| EXERCISE GOAL |
What are the lines, copied exactly, from the one containing "pub use prompt::build_prompt;" through the last line of the records below, both included?

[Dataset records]
╔══
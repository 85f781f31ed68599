//! Command builder and log streaming for llama-server.

use std::path::{Path, PathBuf};
use std::process::Stdio;

use tokio::io::{AsyncBufReadExt, BufReader};
use tokio::process::{Child, Command};
use tracing::debug;

/// Where llama-server loads the model from.
#[derive(Debug, Clone, PartialEq, Eq)]
pub enum ModelSource {
    /// A GGUF file on disk (`-m`).
    LocalFile(PathBuf),
    /// A Hugging Face repository, downloaded by llama-server (`-hf`).
    HuggingFace(String),
}

impl ModelSource {
    /// Existing files are loaded directly; anything else is a repo id.
    pub fn from_identifier(identifier: &str) -> Self {
        let path = Path::new(identifier);
        if path.is_file() {
            Self::LocalFile(path.to_path_buf())
        } else {
            Self::HuggingFace(identifier.to_string())
        }
    }
}

/// Arguments for one llama-server instance.
#[derive(Debug, Clone)]
pub struct LlamaServerArgs {
    pub model: ModelSource,
    pub port: u16,
    pub gpu_layers: u32,
}

impl LlamaServerArgs {
    /// Render the command-line arguments.
    pub fn to_args(&self) -> Vec<String> {
        let mut args = Vec::new();

        match &self.model {
            ModelSource::LocalFile(path) => {
                args.push("-m".to_string());
                args.push(path.display().to_string());
            }
            ModelSource::HuggingFace(repo) => {
                args.push("-hf".to_string());
                args.push(repo.clone());
            }
        }

        args.extend([
            "--host".to_string(),
            "127.0.0.1".to_string(),
            "--port".to_string(),
            self.port.to_string(),
            "-ngl".to_string(),
            self.gpu_layers.to_string(),
        ]);

        args
    }
}

/// Spawn a llama-server process.
///
/// The child is killed when its handle is dropped, so the server lives
/// exactly as long as the model client that owns it.
pub fn spawn_llama_server(binary: &Path, args: &LlamaServerArgs) -> std::io::Result<Child> {
    let mut cmd = Command::new(binary);
    cmd.args(args.to_args())
        .stdin(Stdio::null())
        .stdout(Stdio::piped())
        .stderr(Stdio::piped())
        .kill_on_drop(true);

    debug!(binary = %binary.display(), args = ?args.to_args(), "Spawning llama-server");
    cmd.spawn()
}

/// Spawn background tasks that forward stdout/stderr lines to tracing.
///
/// The tasks exit when the streams close.
pub fn spawn_log_readers(child: &mut Child, port: u16) {
    if let Some(stdout) = child.stdout.take() {
        tokio::spawn(async move {
            let mut lines = BufReader::new(stdout).lines();
            while let Ok(Some(text)) = lines.next_line().await {
                debug!(port = %port, "stdout: {}", text);
            }
        });
    }

    if let Some(stderr) = child.stderr.take() {
        tokio::spawn(async move {
            let mut lines = BufReader::new(stderr).lines();
            while let Ok(Some(text)) = lines.next_line().await {
                debug!(port = %port, "stderr: {}", text);
            }
        });
    }
}
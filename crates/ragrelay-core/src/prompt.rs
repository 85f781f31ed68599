//! Prompt construction from retrieved context.
//!
//! The framing produced here ("Source:", "Score:", "User:", "Assistant:")
//! is what downstream models and callers match on. Change it only together
//! with everything that parses it.

use crate::domain::RetrievedChunk;

/// Placeholder used when retrieval produced no chunks.
pub const NO_CONTEXT: &str = "(no context)";

const PREAMBLE: &str = "You are a helpful assistant. Use the retrieved context when relevant.";

/// Render one chunk as a `Source:`/`Score:` block.
fn render_chunk(chunk: &RetrievedChunk) -> String {
    // Debug formatting keeps the fractional part on whole scores ("1.0")
    format!(
        "Source: {}\nScore: {:?}\n{}",
        chunk.source, chunk.score, chunk.content
    )
}

/// Merge retrieved context and the user's prompt into one model-ready string.
///
/// Chunks are rendered in the given order and separated by a blank line.
/// Pure and deterministic.
///
/// # Example
///
/// ```rust
/// use ragrelay_core::domain::RetrievedChunk;
/// use ragrelay_core::prompt::build_prompt;
///
/// let prompt = build_prompt("Hello", &[RetrievedChunk::new("ctx", "stub", 0.9)]);
/// assert!(prompt.contains("Source: stub\nScore: 0.9\nctx"));
/// assert!(prompt.ends_with("User: Hello\nAssistant:"));
/// ```
pub fn build_prompt(user_prompt: &str, contexts: &[RetrievedChunk]) -> String {
    let context_text = if contexts.is_empty() {
        NO_CONTEXT.to_string()
    } else {
        contexts
            .iter()
            .map(render_chunk)
            .collect::<Vec<_>>()
            .join("\n\n")
    };

    format!("{PREAMBLE}\nContext:\n{context_text}\n\nUser: {user_prompt}\nAssistant:")
}
//! Domain types shared by both services.

pub mod chat;
pub mod generation;
pub mod retrieval;

pub use chat::{
    ChatRequest, ChatResponse, INFERENCE_SOURCE, MAX_REASON_DEPTH, ReasonRequest, ReasonResponse,
};
pub use generation::{
    DEFAULT_MAX_NEW_TOKENS, DEFAULT_TEMPERATURE, GenerationRequest, GenerationResponse,
    MAX_NEW_TOKENS_LIMIT, MAX_TEMPERATURE, ModelMode,
};
pub use retrieval::RetrievedChunk;
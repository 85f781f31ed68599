//! Router tests for the RAG service.

mod common;

use std::sync::Arc;

use axum::http::StatusCode;
use serde_json::json;
use tower::ServiceExt;

use common::{
    BrokenInference, EchoInference, FixedRetriever, LEAKY_MESSAGE, MockInference, MockRetrieval,
    get, json_body, post_json, rag_context,
};
use ragrelay_axum::{RagContext, create_rag_router};
use ragrelay_core::ports::RetrievalError;

/// Both collaborators must stay untouched.
fn untouched_app() -> axum::Router {
    let mut retriever = MockRetrieval::new();
    retriever.expect_fetch().times(0);
    let mut inference = MockInference::new();
    inference.expect_generate().times(0);
    create_rag_router(RagContext::new(Arc::new(retriever), Arc::new(inference)))
}

#[tokio::test]
async fn healthz_returns_ok() {
    let app = create_rag_router(rag_context(Arc::new(EchoInference::default())));
    let response = app.oneshot(get("/healthz")).await.unwrap();

    assert_eq!(response.status(), StatusCode::OK);
    assert_eq!(json_body(response).await, json!({ "status": "ok" }));
}

#[tokio::test]
async fn chat_returns_inference_text() {
    let app = create_rag_router(rag_context(Arc::new(EchoInference::default())));
    let response = app
        .oneshot(post_json("/chat", &json!({ "prompt": "What is RAG?" })))
        .await
        .unwrap();

    assert_eq!(response.status(), StatusCode::OK);
    let body = json_body(response).await;
    assert!(body["text"].as_str().unwrap().starts_with("stubbed:"));
    assert_eq!(body["source"], "inference");
}

#[tokio::test]
async fn chat_sends_augmented_prompt() {
    let inference = Arc::new(EchoInference::default());
    let app = create_rag_router(rag_context(inference.clone()));

    let response = app
        .oneshot(post_json("/chat", &json!({ "prompt": "What is RAG?" })))
        .await
        .unwrap();
    assert_eq!(response.status(), StatusCode::OK);

    let prompt = inference.last_prompt.lock().unwrap().clone().unwrap();
    assert!(prompt.contains("Source: stub\nScore: 0.9\nctx"));
    assert!(prompt.ends_with("User: What is RAG?\nAssistant:"));
}

#[tokio::test]
async fn chat_forwards_generation_parameters() {
    let mut inference = MockInference::new();
    inference
        .expect_generate()
        .withf(|_, max_new_tokens, temperature| {
            *max_new_tokens == 42 && (*temperature - 0.3).abs() < f32::EPSILON
        })
        .times(1)
        .returning(|_, _, _| Ok("answer".to_string()));
    let app = create_rag_router(RagContext::new(Arc::new(FixedRetriever), Arc::new(inference)));

    let response = app
        .oneshot(post_json(
            "/chat",
            &json!({ "prompt": "q", "max_new_tokens": 42, "temperature": 0.3 }),
        ))
        .await
        .unwrap();

    assert_eq!(response.status(), StatusCode::OK);
    assert_eq!(json_body(response).await["text"], "answer");
}

#[tokio::test]
async fn reason_echoes_depth() {
    let app = create_rag_router(rag_context(Arc::new(EchoInference::default())));
    let response = app
        .oneshot(post_json("/reason", &json!({ "prompt": "Why?", "depth": 2 })))
        .await
        .unwrap();

    assert_eq!(response.status(), StatusCode::OK);
    let body = json_body(response).await;
    assert_eq!(body["depth"], 2);
    assert_eq!(body["source"], "inference");
    assert!(body["text"].as_str().unwrap().starts_with("stubbed:"));
}

#[tokio::test]
async fn reason_without_depth_returns_null() {
    let app = create_rag_router(rag_context(Arc::new(EchoInference::default())));
    let response = app
        .oneshot(post_json("/reason", &json!({ "prompt": "Why?" })))
        .await
        .unwrap();

    assert_eq!(response.status(), StatusCode::OK);
    let body = json_body(response).await;
    assert!(body.as_object().unwrap().contains_key("depth"));
    assert!(body["depth"].is_null());
}

#[tokio::test]
async fn invalid_requests_never_reach_collaborators() {
    let cases = [
        ("/reason", json!({ "prompt": "Why?", "depth": 6 })),
        ("/reason", json!({ "prompt": "Why?", "depth": 0 })),
        ("/chat", json!({ "prompt": "" })),
        ("/chat", json!({ "prompt": "x", "max_new_tokens": 0 })),
        ("/chat", json!({ "max_new_tokens": 10 })),
    ];

    for (uri, body) in cases {
        let response = untouched_app().oneshot(post_json(uri, &body)).await.unwrap();
        assert_eq!(
            response.status(),
            StatusCode::UNPROCESSABLE_ENTITY,
            "{uri} {body}"
        );
    }
}

#[tokio::test]
async fn inference_failure_is_bad_gateway_without_details() {
    let app = create_rag_router(rag_context(Arc::new(BrokenInference)));

    for uri in ["/chat", "/reason"] {
        let response = app
            .clone()
            .oneshot(post_json(uri, &json!({ "prompt": "Hello" })))
            .await
            .unwrap();

        assert_eq!(response.status(), StatusCode::BAD_GATEWAY);
        let body = json_body(response).await;
        assert_eq!(body["detail"], "Inference backend error");
        assert!(!body.to_string().contains(LEAKY_MESSAGE));
    }
}

#[tokio::test]
async fn retrieval_failure_is_bad_gateway() {
    let mut retriever = MockRetrieval::new();
    retriever
        .expect_fetch()
        .returning(|_| Err(RetrievalError::Backend("index offline".to_string())));
    let mut inference = MockInference::new();
    inference.expect_generate().times(0);
    let app = create_rag_router(RagContext::new(Arc::new(retriever), Arc::new(inference)));

    let response = app
        .oneshot(post_json("/chat", &json!({ "prompt": "Hello" })))
        .await
        .unwrap();

    assert_eq!(response.status(), StatusCode::BAD_GATEWAY);
    assert_eq!(json_body(response).await["detail"], "Retrieval backend error");
}
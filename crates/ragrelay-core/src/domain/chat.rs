//! Chat and reason request/response types for the RAG service.

use serde::{Deserialize, Serialize};

use super::generation::GenerationRequest;
use crate::validation::{FieldError, Validate, ValidationError};

/// Provenance tag attached to every RAG response.
pub const INFERENCE_SOURCE: &str = "inference";

/// Upper bound (inclusive) for the reasoning depth hint.
pub const MAX_REASON_DEPTH: u32 = 5;

/// Body of `POST /chat`. Same fields as a generation request.
pub type ChatRequest = GenerationRequest;

/// Body of `POST /reason`.
///
/// `depth` is a hint echoed back to the caller; it does not change
/// retrieval or generation.
#[derive(Debug, Clone, PartialEq, Serialize, Deserialize)]
pub struct ReasonRequest {
    #[serde(flatten)]
    pub chat: ChatRequest,

    /// Reasoning depth hint, 1-5.
    #[serde(default)]
    pub depth: Option<u32>,
}

impl ReasonRequest {
    pub fn new(prompt: impl Into<String>, depth: Option<u32>) -> Self {
        Self {
            chat: ChatRequest::new(prompt),
            depth,
        }
    }
}

impl Validate for ReasonRequest {
    fn validate(&self) -> Result<(), ValidationError> {
        let mut errors = self.chat.field_errors();
        if let Some(depth) = self.depth {
            if !(1..=MAX_REASON_DEPTH).contains(&depth) {
                errors.push(FieldError::out_of_range("depth", 1, MAX_REASON_DEPTH));
            }
        }
        ValidationError::from_fields(errors)
    }
}

/// Body returned by `POST /chat`.
#[derive(Debug, Clone, PartialEq, Eq, Serialize, Deserialize)]
pub struct ChatResponse {
    pub text: String,
    pub source: String,
}

impl ChatResponse {
    /// A response whose text came from the inference service.
    pub fn from_inference(text: String) -> Self {
        Self {
            text,
            source: INFERENCE_SOURCE.to_string(),
        }
    }
}

/// Body returned by `POST /reason`.
#[derive(Debug, Clone, PartialEq, Eq, Serialize, Deserialize)]
pub struct ReasonResponse {
    #[serde(flatten)]
    pub chat: ChatResponse,
    /// The request's depth hint, unchanged. Serialized as `null` when absent.
    pub depth: Option<u32>,
}
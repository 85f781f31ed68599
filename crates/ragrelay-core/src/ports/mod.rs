//! Port definitions (trait abstractions) for external collaborators.
//!
//! Ports define the interfaces the services expect from infrastructure.
//! They contain no implementation details and use only domain types.

pub mod inference_client;
pub mod model_client;
pub mod retriever;

pub use inference_client::{InferenceClient, UpstreamError};
pub use model_client::{GenerationError, ModelClient, ModelConstructionError};
pub use retriever::{RetrievalError, Retriever};
//! Inference client port: the RAG service's view of the inference service.

use async_trait::async_trait;
use thiserror::Error;

/// Failures of the outbound call to the inference service.
///
/// The RAG service logs these and answers its own caller with a generic
/// message; the detail never leaves the process.
#[derive(Debug, Error)]
pub enum UpstreamError {
    /// Connection failure or timeout.
    #[error("Inference request failed: {0}")]
    Transport(String),

    /// The inference service answered with a non-success status.
    #[error("Inference service returned status {status}: {body}")]
    Status { status: u16, body: String },

    /// The response body was not the expected JSON.
    #[error("Invalid inference response: {0}")]
    Decode(String),
}

/// Port for calling the inference service.
#[async_trait]
pub trait InferenceClient: Send + Sync {
    /// Generate text for an already-assembled prompt. Single attempt.
    async fn generate(
        &self,
        prompt: &str,
        max_new_tokens: u32,
        temperature: f32,
    ) -> Result<String, UpstreamError>;
}
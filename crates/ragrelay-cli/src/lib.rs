#![doc = include_str!("../README.md")]
#![deny(unsafe_code)]

pub mod commands;
pub mod logging;
pub mod parser;

pub use commands::{Commands, InferenceArgs, RagArgs};
pub use logging::init_tracing;
pub use parser::Cli;
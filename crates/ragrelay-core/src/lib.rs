#![doc = include_str!("../README.md")]

pub mod domain;
pub mod ports;
pub mod prompt;
pub mod settings;
pub mod validation;

// Re-export commonly used types for convenience
pub use domain::{
    ChatRequest, ChatResponse, GenerationRequest, GenerationResponse, ModelMode, ReasonRequest,
    ReasonResponse, RetrievedChunk,
};
pub use ports::{
    GenerationError, InferenceClient, ModelClient, ModelConstructionError, RetrievalError,
    Retriever, UpstreamError,
};
pub use prompt::build_prompt;
pub use settings::{
    DEFAULT_INFERENCE_PORT, DEFAULT_INFERENCE_TIMEOUT_SECS, DEFAULT_INFERENCE_URL,
    DEFAULT_MODEL_LOAD_TIMEOUT_SECS, DEFAULT_RAG_PORT, DEFAULT_TOP_K, ModelSettings, RagSettings,
    SettingsError, validate_model_settings, validate_rag_settings,
};
pub use validation::{FieldError, Validate, ValidationError};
╚══
| RESPONSE TO THE EXERCISE |
pub use prompt::build_prompt;
pub use settings::{
    DEFAULT_INFERENCE_PORT, DEFAULT_INFERENCE_TIMEOUT_SECS, DEFAULT_INFERENCE_URL,
    DEFAULT_MODEL_LOAD_TIMEOUT_SECS, DEFAULT_RAG_PORT, DEFAULT_TOP_K, ModelSettings, RagSettings,
    SettingsError, validate_model_settings, validate_rag_settings,
};
pub use validation::{FieldError, Validate, ValidationError};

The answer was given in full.